December 18, 1998 - Drug Use Eases Among Teens For Second Consecutive Year, Secretary Shalala Also Announces NIDA Goes To School Initiative. The 1998 survey of drug use among adolescents found general stability among the proportion of 12th graders using most illicit drugs in the past year or past month, including the most frequently used drug, marijuana. There were also important decreases this year in 10th graders' use of marijuana, alcohol and cigarettes, and among 8th graders, the survey indicates evidence of a gradual decline in drug use over the past two years. As a result of this press release, articles appeared in USA Today, The Washington Times, The New York Times, The Washington Post, The Buffalo News, The Detroit News, Deseret News, The Milwaukee Journal Sentinel, the Baltimore Sun, the San Jose Mercury News, the Chicago Tribune, the Dayton Daily News, Agence France Presse, United Press International, The Atlanta Journal and Constitution, the Los Angeles Times, the Omaha World-Herald, the Philadelphia Inquirer, and the San Antonio Express-News, and were distributed by Associated Press, UPI, Knight-Ridder, and Cox. CNN also covered this announcement.

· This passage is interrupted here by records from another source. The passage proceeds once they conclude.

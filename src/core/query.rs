//! Search query classification and structure URL construction
//!
//! A free-form query is classified as a UniProt accession, a PDB ID, an
//! amino-acid sequence, or a protein name. Identifiers are mapped onto the
//! database that serves their 3D model.

use crate::core::constants::{sequence, upstream};
use crate::models::api::{ModelFormat, StructureSource};
use regex::Regex;
use std::sync::LazyLock;

/// UniProt accession format, see <https://www.uniprot.org/help/accession_numbers>
static UNIPROT_RE: LazyLock<Regex> = LazyLock::new(|| {
    Regex::new(r"(?i)^([OPQ][0-9][A-Z0-9]{3}[0-9]|[A-NR-Z][0-9]([A-Z][A-Z0-9]{2}[0-9]){1,2})$")
        .expect("valid regex")
});

/// PDB IDs: a non-zero digit followed by three alphanumerics
static PDB_RE: LazyLock<Regex> =
    LazyLock::new(|| Regex::new(r"(?i)^[1-9][A-Z0-9]{3}$").expect("valid regex"));

/// Kind of search term
#[derive(Debug, Clone, Copy, PartialEq, Eq)]
pub enum QueryKind {
    UniProt,
    Pdb,
    Sequence,
    Name,
}

impl QueryKind {
    pub fn as_str(&self) -> &'static str {
        match self {
            QueryKind::UniProt => "uniprot",
            QueryKind::Pdb => "pdb",
            QueryKind::Sequence => "sequence",
            QueryKind::Name => "name",
        }
    }
}

/// Return true if `q` matches the UniProt accession pattern
pub fn is_uniprot_id(q: &str) -> bool {
    UNIPROT_RE.is_match(q.trim())
}

/// Return true if `q` is a four-character PDB identifier
pub fn is_pdb_id(q: &str) -> bool {
    PDB_RE.is_match(q.trim())
}

/// Return true if `q` looks like a primary amino-acid sequence
///
/// Requires at least [`sequence::MIN_LENGTH`] residues, all drawn from the
/// twenty canonical one-letter codes.
pub fn is_amino_acid_sequence(q: &str) -> bool {
    let s = q.trim().to_uppercase();
    s.chars().count() >= sequence::MIN_LENGTH
        && s.chars().all(|c| sequence::VALID_RESIDUES.contains(c))
}

/// Classify a search term
///
/// Sequences are checked first, then PDB IDs, then UniProt accessions.
/// Anything else is treated as a protein name. Returns `None` for blank input.
pub fn classify(q: &str) -> Option<QueryKind> {
    let q = q.trim();
    if q.is_empty() {
        return None;
    }

    if is_amino_acid_sequence(q) {
        Some(QueryKind::Sequence)
    } else if is_pdb_id(q) {
        Some(QueryKind::Pdb)
    } else if is_uniprot_id(q) {
        Some(QueryKind::UniProt)
    } else {
        Some(QueryKind::Name)
    }
}

/// Map a structure identifier onto its source database
///
/// Returns the normalized (trimmed, uppercased) identifier, or `None` if the
/// identifier is neither a PDB ID nor a UniProt accession.
pub fn identify_structure(id: &str) -> Option<(StructureSource, String)> {
    let normalized = id.trim().to_uppercase();
    if is_pdb_id(&normalized) {
        Some((StructureSource::Pdb, normalized))
    } else if is_uniprot_id(&normalized) {
        Some((StructureSource::AlphaFold, normalized))
    } else {
        None
    }
}

/// Construct the AlphaFold DB model URL for `accession`
///
/// Version 4 models follow `<base>/files/AF-<ACC>-F1-model_v4.<ext>`.
pub fn build_afdb_model_url(base_url: &str, accession: &str, format: ModelFormat) -> String {
    format!(
        "{}/files/AF-{}-F1-model_v{}.{}",
        base_url.trim_end_matches('/'),
        accession.trim().to_uppercase(),
        upstream::ALPHAFOLD_MODEL_VERSION,
        format.extension()
    )
}

/// Construct the RCSB download URL for PDB entry `id`
pub fn build_pdb_url(base_url: &str, id: &str, format: ModelFormat) -> String {
    format!(
        "{}/download/{}.{}",
        base_url.trim_end_matches('/'),
        id.trim().to_uppercase(),
        format.extension()
    )
}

December 21, 1998 - Popular Rave Drug "Ecstasy" Impairs Memory, Apparently Related to Brain Damage. Heavy use of the drug Ecstasy, or MDMA, can lead to persistent problems in remembering what is seen and heard, according to a study appearing in the December issue of Neurology. According to researchers from Johns Hopkins University, the memory impairment increases with the amount of drug taken and lasts at least two weeks after stopping use. These memory problems appear to be related to the damage Ecstasy does to particular brain cells that use the chemical serotonin for communication. As a result of this press release, an article appeared in The Independent (London), and an article was distributed through Reuters.
A new video, "Treatment Solutions," was launched at NIDA's 5th Annual Constituency Conference at Lansdowne, VA in December 1998 and received an enthusiastic response from the meeting's participants. Marketing and distribution plans include mailings to interested groups who have requested copies, distribution via NCADI, and placement of stories about its availability in constituent newsletters and other targeted publications.

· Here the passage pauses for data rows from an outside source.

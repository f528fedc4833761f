//! Limelight actor engine library.
//!
//! A per-entity update engine for a 2D scene graph: sprite-frame animation
//! with large-step catch-up, four property tweens with completion messages,
//! and the name/tag indexes gameplay code uses to address entities. This
//! module exposes the engine's ECS components, resources, systems, and
//! events for use in integration tests and as a reusable library.

pub mod actor;
pub mod components;
pub mod events;
pub mod factory;
pub mod math;
pub mod resources;
pub mod systems;
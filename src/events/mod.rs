//! Event types and observers used by the engine.
//!
//! This module groups the domain events exchanged across systems and the
//! corresponding observers that react to them. Events provide a decoupled
//! way for systems to communicate without tight coupling or direct
//! dependencies.
//!
//! Submodules:
//! - [`animation`] – one-shot animation completion, triggered on observers
//! - [`message`] – named completion messages broadcast by tweens
//!
//! See each submodule for concrete event data, semantics, and example usage.
pub mod animation;
pub mod message;
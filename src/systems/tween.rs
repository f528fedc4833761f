//! Tween update system.
//!
//! [`update_actor_tweens`] advances each actor's four tween slots and
//! applies the interpolated values to the matching components:
//! - position slot → [`MapPosition`](crate::components::mapposition::MapPosition)
//! - rotation slot → [`Rotation`](crate::components::rotation::Rotation)
//! - color slot → [`Tint`](crate::components::tint::Tint)
//! - size slot → [`Size`](crate::components::size::Size)
//!
//! Slots are stepped in that fixed order for every actor, so when several
//! tweens run out on the same tick their completion messages land in the
//! queue in slot order. That ordering is part of the engine's determinism
//! guarantee and not an implementation accident.
//!
//! # Related
//!
//! - [`crate::components::tween::ActorTweens`] – the per-actor slots
//! - [`crate::events::message::ActorMessage`] – the completion broadcast

use bevy_ecs::prelude::*;

use crate::components::mapposition::MapPosition;
use crate::components::rotation::Rotation;
use crate::components::size::Size;
use crate::components::tint::Tint;
use crate::components::tween::ActorTweens;
use crate::events::message::ActorMessage;
use crate::resources::worldtime::WorldTime;

/// Step every actor's tweens and apply the results.
///
/// Contract
/// - Reads [`WorldTime`] for the scaled delta.
/// - Mutates the four tweened components on each actor.
/// - Writes one [`ActorMessage`] per tween that ran out this tick and had
///   a completion message registered.
pub fn update_actor_tweens(
    world_time: Res<WorldTime>,
    mut query: Query<(
        Entity,
        &mut ActorTweens,
        &mut MapPosition,
        &mut Rotation,
        &mut Tint,
        &mut Size,
    )>,
    mut messages: MessageWriter<ActorMessage>,
) {
    let dt = world_time.delta.max(0.0);
    for (entity, mut tweens, mut position, mut rotation, mut tint, mut size) in query.iter_mut() {
        if tweens.position.interval.should_step() {
            position.pos = tweens.position.interval.step(dt);
            if !tweens.position.interval.should_step() {
                if let Some(name) = tweens.position.message.take() {
                    messages.write(ActorMessage {
                        name,
                        sender: entity,
                    });
                }
            }
        }

        if tweens.rotation.interval.should_step() {
            rotation.degrees = tweens.rotation.interval.step(dt);
            if !tweens.rotation.interval.should_step() {
                if let Some(name) = tweens.rotation.message.take() {
                    messages.write(ActorMessage {
                        name,
                        sender: entity,
                    });
                }
            }
        }

        if tweens.color.interval.should_step() {
            tint.color = tweens.color.interval.step(dt);
            if !tweens.color.interval.should_step() {
                if let Some(name) = tweens.color.message.take() {
                    messages.write(ActorMessage {
                        name,
                        sender: entity,
                    });
                }
            }
        }

        if tweens.size.interval.should_step() {
            let value = tweens.size.interval.step(dt);
            size.set(value.x, value.y);
            if !tweens.size.interval.should_step() {
                if let Some(name) = tweens.size.message.take() {
                    messages.write(ActorMessage {
                        name,
                        sender: entity,
                    });
                }
            }
        }
    }
}
//! Sprite frame table.
//!
//! A sprite is a fixed-capacity table of texture handles indexed by frame
//! number, plus the currently selected frame. The table is filled either one
//! frame at a time ([`SpriteFrames::set_sprite`]) or from a numbered image
//! sequence on disk ([`SpriteFrames::load_frames`]).
//!
//! # Related
//! - [`crate::resources::texturecache::TextureCache`] – resolves filenames to handles
//! - [`crate::components::animation::SpriteAnimation`] – steps `current` over the table

use arrayvec::ArrayVec;
use bevy_ecs::prelude::Component;
use log::warn;

use crate::resources::texturecache::{ClampMode, FilterMode, TextureCache, TextureHandle};

/// Hard upper bound on frames a single sprite can hold.
pub const MAX_SPRITE_FRAMES: usize = 64;

/// Frame table for a sprite: texture handles indexed by frame number.
///
/// Slots hold `None` when no texture was stored for that frame; render
/// callers skip the draw in that case. `current` may briefly point past the
/// table (an empty sprite is current frame 0 over zero frames).
#[derive(Component, Clone, Debug, Default)]
pub struct SpriteFrames {
    frames: ArrayVec<Option<TextureHandle>, MAX_SPRITE_FRAMES>,
    /// Currently selected frame index.
    pub current: usize,
}

impl SpriteFrames {
    pub fn new() -> Self {
        Self::default()
    }

    /// Number of frame slots in use.
    pub fn frame_count(&self) -> usize {
        self.frames.len()
    }

    /// Store `handle` at `frame`, growing the table with empty slots up to
    /// that index. `frame` is clamped to the table capacity.
    pub fn set_frame_texture(&mut self, handle: TextureHandle, frame: usize) {
        let frame = frame.min(MAX_SPRITE_FRAMES - 1);
        while self.frames.len() <= frame {
            self.frames.push(None);
        }
        self.frames[frame] = Some(handle);
    }

    /// Texture stored at `frame`, with `frame` clamped into the used range.
    /// `None` for an empty table or an unfilled slot.
    pub fn texture_at(&self, frame: usize) -> Option<TextureHandle> {
        if self.frames.is_empty() {
            return None;
        }
        self.frames[frame.min(self.frames.len() - 1)]
    }

    /// Texture of the currently selected frame.
    pub fn current_texture(&self) -> Option<TextureHandle> {
        self.texture_at(self.current)
    }

    /// Select `frame` as current, clamped into the used range.
    ///
    /// Warns when the selected slot holds no texture, since the sprite will
    /// not draw until the frame changes.
    pub fn set_current_frame(&mut self, frame: usize) {
        if self.frames.is_empty() {
            warn!("set_current_frame({frame}): sprite has no frames");
            self.current = 0;
            return;
        }
        let frame = frame.min(self.frames.len() - 1);
        if self.frames[frame].is_none() {
            warn!("set_current_frame({frame}): frame has no texture");
        }
        self.current = frame;
    }

    /// Drop all frames and reset the current frame to 0.
    pub fn clear(&mut self) {
        self.frames.clear();
        self.current = 0;
    }

    /// Resolve `filename` through the cache and store it at `frame`.
    ///
    /// Returns whether the texture resolved. `optional` marks loads that
    /// are allowed to fail without a warning (sequence probing).
    pub fn set_sprite(
        &mut self,
        cache: &mut TextureCache,
        filename: &str,
        frame: usize,
        clamp: ClampMode,
        filter: FilterMode,
        optional: bool,
    ) -> bool {
        let Some(handle) = cache.resolve(filename, clamp, filter, optional) else {
            return false;
        };
        self.set_frame_texture(handle, frame);
        true
    }

    /// Load a numbered image sequence starting at `first_filename`.
    ///
    /// The first filename is expected to look like `walk_001.png`: a frame
    /// number between the last `_` and the extension. Follow-on filenames
    /// keep the number zero-padded to the same width. Frames fill
    /// consecutive slots (replacing any previous table) until a file fails
    /// to resolve or the table is full.
    ///
    /// A first filename that does not match the pattern loads as a single
    /// static frame instead.
    pub fn load_frames(
        &mut self,
        cache: &mut TextureCache,
        first_filename: &str,
        clamp: ClampMode,
        filter: FilterMode,
    ) {
        self.clear();

        let Some(pattern) = FramePattern::parse(first_filename) else {
            warn!(
                "load_frames: {first_filename:?} does not end in _<number>.<ext>, \
                 loading it as a single frame"
            );
            self.set_sprite(cache, first_filename, 0, clamp, filter, false);
            return;
        };

        let mut number = pattern.start;
        loop {
            let filename = pattern.filename(number);
            let next_frame = self.frame_count();
            if !self.set_sprite(cache, &filename, next_frame, clamp, filter, true) {
                break;
            }
            if self.frame_count() >= MAX_SPRITE_FRAMES {
                warn!("load_frames: hit the {MAX_SPRITE_FRAMES} frame limit at {filename:?}");
                break;
            }
            number += 1;
        }
    }
}

/// Decomposed `basename_NNN.ext` sequence filename.
#[derive(Debug, Clone, PartialEq, Eq)]
pub(crate) struct FramePattern {
    prefix: String,
    ext: String,
    digits: usize,
    start: u32,
}

impl FramePattern {
    /// Split `filename` around the frame number before its extension.
    ///
    /// Requires an extension, a `_` before it, and only ASCII digits between
    /// the two. Returns `None` otherwise.
    pub(crate) fn parse(filename: &str) -> Option<Self> {
        let dot = filename.rfind('.')?;
        let sep = filename[..dot].rfind('_')?;
        let digits = &filename[sep + 1..dot];
        if digits.is_empty() || !digits.bytes().all(|b| b.is_ascii_digit()) {
            return None;
        }
        Some(Self {
            prefix: filename[..=sep].to_string(),
            ext: filename[dot..].to_string(),
            digits: digits.len(),
            start: digits.parse().ok()?,
        })
    }

    /// Filename for `number`, zero-padded to the seed's digit width.
    pub(crate) fn filename(&self, number: u32) -> String {
        format!(
            "{}{:0width$}{}",
            self.prefix,
            number,
            self.ext,
            width = self.digits
        )
    }
}
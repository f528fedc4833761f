//! Size of an entity in world units.

use bevy_ecs::prelude::Component;
use glam::Vec2;

/// 2D size of an entity in world units.
///
/// Dimensions never go negative: every write clamps to zero. The field is
/// private so writes go through [`Size::set`]. Defaults to 1x1.
#[derive(Component, Clone, Copy, Debug, PartialEq)]
pub struct Size {
    size: Vec2,
}

impl Size {
    pub fn new(width: f32, height: f32) -> Self {
        let mut s = Self { size: Vec2::ZERO };
        s.set(width, height);
        s
    }

    /// Set both dimensions, clamping negatives to zero.
    pub fn set(&mut self, width: f32, height: f32) {
        self.size = Vec2::new(width.max(0.0), height.max(0.0));
    }

    /// Set both dimensions to the same value.
    pub fn set_uniform(&mut self, side: f32) {
        self.set(side, side);
    }

    pub fn get(&self) -> Vec2 {
        self.size
    }

    pub fn width(&self) -> f32 {
        self.size.x
    }

    pub fn height(&self) -> f32 {
        self.size.y
    }
}

impl Default for Size {
    /// 1x1 world unit.
    fn default() -> Self {
        Self::new(1.0, 1.0)
    }
}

The NIDA web site continues to be updated. Two new initiatives recently added include information on the Clinical Trials Network and a NIDA Goes To School page that features an interactive site based on the Mind Over Matter series.
NIDA Exhibits Program
The fall season is one of the busiest for NIDA. The following are meetings where NIDA recently exhibited its publications and program announcements:
October 9-10, 1998 Society for Advancement of Chicanos and Native Americans in Science
October 14, 1998 Iowa Town Meeting
October 18-21, 1998 American Psychiatric Nurses Association
October 19-21, 1998 National Corrections Conference
October 25-27, 1998 New York State Association of Alcoholism & Substance Abuse Providers
October 27-Nov 1, 1998 American Academy of Child & Adolescent Psychiatry
October 28, 1998 Buffalo Mini Town Meeting
October 29-Nov 1, 1998 U.S. Conference on AIDS
November 4-6, 1998 Primary Care
November 5-8, 1998 Association for Advancement of Behavior Therapy
November 7-12, 1998 Society for Neuroscience
November 15-19, 1998 American Public Health Association
November 19-21, 1998 Community Anti-Drug Coalitions of America
November 20, 1998 Parklawn Health Fair
November 21-24, 1998 Minority Research Symposium
December 1-2, 1998 NIDA Annual Constituent Meeting
December 9-12, 1998 American Indian Science & Engineering Society
46,000 attendees were present at these conferences.